De Markiezin antwoordde niet.

— Gij antwoordt niet, Loïse, hoor eerst het einde, voor gij mij dus met uwe minachting straft.

De Markiezin hief het oog tot hem op van achter haar waaier; er blonk een traan in dat oog.

— Julien, terwijl ik u hoor, verfoei ik mij zelve. De rampzalige modetoon, om met ondeugden te pronken en aan geene deugd te gelooven, verleidde u tot miskenning van een liefhebbend hart — is het niet mijne veroordeeling, die gij uitspreekt? Ik heb jaren lang ieder zachter gevoel verloochend, bij anderen ontkend, bij mij zelve onderdrukt, omdat ik beefde voor een spotzieken blik. Zelfs en allermeest voor den uwen, Hertog, heb ik mij verborgen: men vreest uw sarcastische luim zeer in de wereld.

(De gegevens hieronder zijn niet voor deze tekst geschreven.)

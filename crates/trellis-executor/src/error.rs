//! Loader and module errors.

use std::path::PathBuf;

use serde_json::Value;
use trellis_data::WireError;

/// Boxed error raised by application code.
pub type BoxError = Box<dyn std::error::Error + Send + Sync + 'static>;

/// Errors raised while resolving modules or running loaders.
#[derive(Debug, thiserror::Error)]
pub enum LoaderError {
    /// Raised by a loader with a message and optional structured details.
    #[error("{message}")]
    Custom {
        message: String,
        data: Option<Value>,
    },

    /// Any other error a loader bubbled up.
    #[error(transparent)]
    Other(BoxError),

    /// A loader failed; wraps the underlying error with the route it ran for.
    #[error("loader for `{route}` failed")]
    Failed {
        route: String,
        #[source]
        source: Box<LoaderError>,
    },

    /// Route has no registered page module.
    #[error("no page module registered for route `{0}`")]
    ModuleNotFound(String),

    /// The HTML template could not be read.
    #[error("failed to read template `{path}`")]
    Template {
        path: PathBuf,
        #[source]
        source: std::io::Error,
    },
}

impl LoaderError {
    /// Error with a plain message.
    pub fn msg(message: impl Into<String>) -> Self {
        Self::Custom {
            message: message.into(),
            data: None,
        }
    }

    /// Error with a message and details shipped to the client in development.
    pub fn with_data(message: impl Into<String>, data: Value) -> Self {
        Self::Custom {
            message: message.into(),
            data: Some(data),
        }
    }

    /// Wrap any error.
    pub fn other(error: impl Into<BoxError>) -> Self {
        Self::Other(error.into())
    }

    /// Attach the route a loader ran for.
    pub fn in_route(self, route: impl Into<String>) -> Self {
        match self {
            already @ Self::Failed { .. } => already,
            source => Self::Failed {
                route: route.into(),
                source: Box::new(source),
            },
        }
    }

    /// Portable representation including the cause chain.
    pub fn to_wire(&self) -> WireError {
        match self {
            Self::Custom { message, data } => {
                let wire = WireError::new("LoaderError", message.clone());
                match data {
                    Some(data) => wire.with_data(data.clone()),
                    None => wire,
                }
            }
            Self::Failed { route, source } => {
                WireError::new("LoaderError", self.to_string())
                    .with_data(serde_json::json!({ "route": route }))
                    .with_cause(source.to_wire())
            }
            Self::Other(inner) => WireError::from_error("Error", inner.as_ref()),
            Self::ModuleNotFound(_) => WireError::new("ModuleNotFound", self.to_string()),
            Self::Template { .. } => WireError::from_error("TemplateError", self),
        }
    }
}

impl From<serde_json::Error> for LoaderError {
    fn from(error: serde_json::Error) -> Self {
        Self::other(error)
    }
}

/// A component failed to render.
#[derive(Debug, Clone, thiserror::Error)]
#[error("component `{component}` failed to render: {message}")]
pub struct RenderError {
    pub component: String,
    pub message: String,
}

impl RenderError {
    pub fn new(component: impl Into<String>, message: impl Into<String>) -> Self {
        Self {
            component: component.into(),
            message: message.into(),
        }
    }

    pub fn to_wire(&self) -> WireError {
        WireError::new("RenderError", self.message.clone())
            .with_data(serde_json::json!({ "component": self.component }))
    }
}

#[cfg(test)]
mod tests {
    use serde_json::json;

    use super::*;

    #[test]
    fn test_custom_error_keeps_data() {
        let wire = LoaderError::with_data("not allowed", json!({ "code": 403 })).to_wire();
        assert_eq!(wire.name, "LoaderError");
        assert_eq!(wire.message, "not allowed");
        assert_eq!(wire.data, Some(json!({ "code": 403 })));
    }

    #[test]
    fn test_route_context_becomes_cause_chain() {
        let err = LoaderError::msg("db down").in_route("users/[id]");
        let wire = err.to_wire();

        let messages: Vec<&str> = wire.chain().map(|e| e.message.as_str()).collect();
        assert_eq!(messages, vec!["loader for `users/[id]` failed", "db down"]);
        assert_eq!(wire.data, Some(json!({ "route": "users/[id]" })));
    }

    #[test]
    fn test_in_route_does_not_double_wrap() {
        let err = LoaderError::msg("x").in_route("a").in_route("b");
        assert!(matches!(err, LoaderError::Failed { route, .. } if route == "a"));
    }

    #[test]
    fn test_other_error_walks_sources() {
        let io = std::io::Error::new(std::io::ErrorKind::Other, "refused");
        let wire = LoaderError::other(io).to_wire();
        assert_eq!(wire.message, "refused");
    }
}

— Gij zijt aanbiddelijk met deze bekentenis, en zij geeft mij moed voort te gaan, antwoordde Julien, zoo koel en terugge[ 324 ]trokken, dat de Markiezin onder haar blanketsel verbleekte. Daags daarna, te middernacht, als de afspraak was, bevond ik mij in de straat du Monceau bij de kerk St. Gervais. Maar ik kan u geen denkbeeld geven van mijn toestand, toen ik werkelijk Angèle zag naderen en de kerk binnengaan, aan den arm van een man, dien ik kende, een burgerjongeling, een kunstwerker in zilver — iemand, dien ik in haar huis somtijds had gezien; twee mijner vrienden volgden als getuigen in vroolijken triomf, twee anderen voegden zich bij mij, en vroegen of ik tevreden was. Die vraag gaf mij de tegenwoordigheid van geest zoover terug, dat ik begreep mij beter te moeten overtuigen, eer ik behoefde te gelooven; ik ijlde de kerk in. Ik zag Angèle het koor binnengaan, met vasten tred en ten hemel geslagen oog, niet als eene ontrouwe, die een meineed gaat uitspreken, maar als eene martelares, die een offer gaat volbrengen. Ik zag haar neerknielen voor het altaar, aan de zijde van den bruidegom! Meer zag ik niets; als in eene duizeling vluchtte ik uit de St. Gervais, wierp aan hen, die mij volgden, het goud toe dat zij gewonnen hadden, en stortte mij in de reiskoets die mij wachtte.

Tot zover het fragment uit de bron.